Pointers about internal threads and communication in Flink (streaming)

classic Classic list List threaded Threaded
4 messages Options
Reply | Threaded
Open this post in threaded view
|

Pointers about internal threads and communication in Flink (streaming)

Vincenzo Gulisano
Hi, is there any document describing how streaming operators are run by the TaskManagers and how communication (intra-node and inter-node) is managed. The closest documention I found is https://ci.apache.org/projects/flink/flink-docs-release-0.9/internals/general_arch.html but it is still pretty high-level.

Thank you for your help


Reply | Threaded
Open this post in threaded view
|

Re: Pointers about internal threads and communication in Flink (streaming)

Stephan Ewen
Hi!

We are working on more docs for that. Here is a start that has a section about the TaskManager task execution.

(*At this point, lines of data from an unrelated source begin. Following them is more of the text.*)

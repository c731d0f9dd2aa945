//! Serializable limiter settings.
//!
//! Everything that can be expressed as plain data lives here. Functions (key
//! function, exceeded callback, extra-rules supplier) and injected components
//! (custom store, clock) are set on [`LimiterBuilder`](crate::LimiterBuilder).

use crate::report::HeaderNames;
use crate::strategies::Strategy;

/// The only storage URL the bundled backend understands.
pub const MEMORY_STORAGE_URL: &str = "memory://";

/// Plain-data configuration for a [`Limiter`](crate::Limiter).
///
/// `strategy` and `storage_url` stay strings so that an unknown value is
/// reported by [`LimiterBuilder::build`](crate::LimiterBuilder::build) as a
/// configuration error instead of failing deserialization.
#[derive(Debug, Clone, PartialEq, Eq)]
#[cfg_attr(
    feature = "serde",
    derive(serde::Serialize, serde::Deserialize),
    serde(default, deny_unknown_fields)
)]
pub struct LimiterConfig {
    /// Master switch. When false no request is ever checked.
    pub enabled: bool,
    /// `fixed-window`, `fixed-window-elastic-expiry` or `moving-window`.
    pub strategy: String,
    pub storage_url: String,
    /// Rate string applied to handlers without registered rules.
    pub global_limits: Option<String>,
    /// Whether the global limits count per HTTP method.
    pub per_method: bool,
    pub headers: HeaderNames,
}

impl Default for LimiterConfig {
    fn default() -> Self {
        Self {
            enabled: true,
            strategy: Strategy::default().as_str().to_string(),
            storage_url: MEMORY_STORAGE_URL.to_string(),
            global_limits: None,
            per_method: true,
            headers: HeaderNames::default(),
        }
    }
}

#[cfg(feature = "serde")]
impl LimiterConfig {
    /// Parse a JSON document; missing fields take their defaults.
    pub fn from_json_str(json: &str) -> Result<Self, crate::LimiterError> {
        serde_json::from_str(json)
            .map_err(|e| crate::LimiterError::Configuration(format!("invalid limiter config: {e}")))
    }
}
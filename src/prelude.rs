//! Convenient re-exports for wiring a limiter into a service.
pub use crate::{
    error::{AdmissionError, LimiterError, RateLimitExceeded},
    limiter::{Limiter, Verdict},
    middleware::RateLimitLayer,
    registry::{HandlerId, Registry},
    resource::{Resource, Routes},
    rule::Rule,
};
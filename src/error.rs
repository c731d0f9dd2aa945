//! Error types for the limiter and its middleware
use http::StatusCode;
use std::fmt;

use crate::limit::{Limit, ParseError};
use crate::report::RateLimitHeaders;
use crate::strategies::StoreError;

/// Faults raised by the limiter itself. None of these mean "too many requests".
#[derive(thiserror::Error, Debug)]
#[non_exhaustive]
pub enum LimiterError {
    /// Unknown strategy identifier or storage URL; raised when building.
    #[error("configuration error: {0}")]
    Configuration(String),
    /// A static or per-request rate string did not parse.
    #[error("malformed rate limit expression: {0}")]
    MalformedRateExpression(#[from] ParseError),
    /// The quota store failed; passed through unclassified.
    #[error("quota store error: {0}")]
    Store(#[source] StoreError),
}

/// A limit was exceeded and the request is rejected.
#[derive(Debug, Clone, PartialEq, Eq)]
pub struct RateLimitExceeded {
    limit: Limit,
    headers: Option<RateLimitHeaders>,
}

impl RateLimitExceeded {
    pub fn new(limit: Limit) -> Self {
        Self { limit, headers: None }
    }

    /// Attach the quota metadata for the violated limit.
    pub fn with_headers(mut self, headers: RateLimitHeaders) -> Self {
        self.headers = Some(headers);
        self
    }

    /// The violated limit.
    pub fn limit(&self) -> &Limit {
        &self.limit
    }

    /// Quota metadata to send with the rejection, when it was computed.
    pub fn headers(&self) -> Option<&RateLimitHeaders> {
        self.headers.as_ref()
    }

    /// Short title for the rejection response.
    pub fn title(&self) -> &'static str {
        "Rate Limit Exceeded"
    }

    /// Always `429 Too Many Requests`.
    pub fn status(&self) -> StatusCode {
        StatusCode::TOO_MANY_REQUESTS
    }
}

impl fmt::Display for RateLimitExceeded {
    fn fmt(&self, f: &mut fmt::Formatter<'_>) -> fmt::Result {
        write!(f, "rate limit exceeded, {}", self.limit)
    }
}

impl std::error::Error for RateLimitExceeded {}

/// Error returned by [`RateLimitService`](crate::middleware::RateLimitService).
#[derive(Debug)]
pub enum AdmissionError<E> {
    /// The request was rejected by a limit.
    RateLimited(RateLimitExceeded),
    /// The limiter could not reach a decision.
    Limiter(LimiterError),
    /// The wrapped service failed.
    Inner(E),
}

impl<E: fmt::Display> fmt::Display for AdmissionError<E> {
    fn fmt(&self, f: &mut fmt::Formatter<'_>) -> fmt::Result {
        match self {
            Self::RateLimited(e) => write!(f, "{}", e),
            Self::Limiter(e) => write!(f, "rate limiter failed: {}", e),
            Self::Inner(e) => write!(f, "{}", e),
        }
    }
}

impl<E: std::error::Error + 'static> std::error::Error for AdmissionError<E> {
    fn source(&self) -> Option<&(dyn std::error::Error + 'static)> {
        match self {
            Self::RateLimited(e) => Some(e),
            Self::Limiter(e) => Some(e),
            Self::Inner(e) => Some(e),
        }
    }
}

impl<E> From<LimiterError> for AdmissionError<E> {
    fn from(e: LimiterError) -> Self {
        Self::Limiter(e)
    }
}

impl<E> AdmissionError<E> {
    /// Check if the request was rejected by a limit
    pub fn is_rate_limited(&self) -> bool {
        matches!(self, Self::RateLimited(_))
    }
    /// Check if the limiter itself failed
    pub fn is_limiter(&self) -> bool {
        matches!(self, Self::Limiter(_))
    }
    /// Check if this error wraps an inner error.
    pub fn is_inner(&self) -> bool {
        matches!(self, Self::Inner(_))
    }
    /// Borrow the rejection if this is a RateLimited variant
    pub fn as_rate_limited(&self) -> Option<&RateLimitExceeded> {
        match self {
            Self::RateLimited(e) => Some(e),
            _ => None,
        }
    }
    /// Get the inner error if this is an Inner variant
    pub fn into_inner(self) -> Option<E> {
        match self {
            Self::Inner(e) => Some(e),
            _ => None,
        }
    }
    /// Suggested response status: 429 for rejections, 500 for limiter faults, `None` for inner errors.
    pub fn status(&self) -> Option<StatusCode> {
        match self {
            Self::RateLimited(e) => Some(e.status()),
            Self::Limiter(_) => Some(StatusCode::INTERNAL_SERVER_ERROR),
            Self::Inner(_) => None,
        }
    }
}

Until then, here is a bit from our wiki:






Some WIP documentation on the Task execution:


Greetings,
Stephan


On Mon, Aug 17, 2015 at 3:38 PM, Vincenzo Gulisano <[hidden email]> wrote:
Hi, is there any document describing how streaming operators are run by the TaskManagers and how communication (intra-node and inter-node) is managed. The closest documention I found is https://ci.apache.org/projects/flink/flink-docs-release-0.9/internals/general_arch.html but it is still pretty high-level.

Thank you for your help



Reply | Threaded
Open this post in threaded view
|

Re: Pointers about internal threads and communication in Flink (streaming)

Aljoscha Krettek
Hi Vincenzo,
regarding TaskManagers and how they execute the operations:

The TaskManager gets a class that is derived from AbstractInvokable. The TaskManager will create an object from that class and then call methods to facilitate execution. The two main methods are registerInputOutput() and invoke(). The first allows the invokable to setup the input/output channels and do initialization work. Then, invoke is called which would contain the actual loop that keeps reading from inputs and forwards data to the operator implementation.

The base invokable for streaming is StreamTask. Then there are concrete subclasses OneInputStreamTask and TwoInputStreamTask for these two basic types of operator. The actual logic for an operator such as Map or Reduce is implemented in a subclass of StreamOperator (with concrete OneInputStreamOperator and TwoInputStreamOperator). OneInputStreamOperator, for example, has a method processElement(StreamRecord) that must be called for each element that is received.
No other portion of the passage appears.